• TASK:
Your job is to copy the lines from the material that include "PixelSurface".

• WORKING DATA:
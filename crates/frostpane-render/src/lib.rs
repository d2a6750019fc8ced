//! Software rendering layer for Frostpane.
//!
//! This crate provides the raster types that compositing works with:
//!
//! - [`PixelSurface`]: an owned RGBA8 buffer with blending, scaling and
//!   cropping primitives
//! - [`Canvas`]: a translated drawing context views paint into
//! - [`Drawable`]: backgrounds (solid colors, plain and rounded bitmaps)
//!   that stretch to whatever bounds they are drawn in
//!
//! # Example
//!
//! ```
//! use frostpane_render::{Canvas, Color, Drawable, PixelSurface, Rect};
//!
//! let mut surface = PixelSurface::new(200, 100);
//! let mut canvas = Canvas::new(&mut surface);
//!
//! canvas.draw_drawable(&Drawable::Color(Color::WHITE), Rect::new(0.0, 0.0, 200.0, 100.0));
//! canvas.with_translation(50.0, 25.0, |canvas| {
//!     canvas.fill_rect(Rect::new(0.0, 0.0, 100.0, 50.0), Color::BLUE);
//! });
//!
//! let png = surface.to_png()?;
//! # Ok::<(), frostpane_render::RenderError>(())
//! ```

mod canvas;
mod drawable;
mod error;
mod pixel_surface;
mod types;

pub use canvas::Canvas;
pub use drawable::{BitmapDrawable, Drawable, RoundedBitmapDrawable};
pub use error::{RenderError, RenderResult};
pub use pixel_surface::{MAX_SURFACE_BYTES, PixelSurface};
pub use types::{Color, CornerRadii, PixelRect, Point, Rect, RoundedRect, Size};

• RESULT FOR THIS TASK:
//! - [`PixelSurface`]: an owned RGBA8 buffer with blending, scaling and
//! use frostpane_render::{Canvas, Color, Drawable, PixelSurface, Rect};
//! let mut surface = PixelSurface::new(200, 100);
pub use pixel_surface::{MAX_SURFACE_BYTES, PixelSurface};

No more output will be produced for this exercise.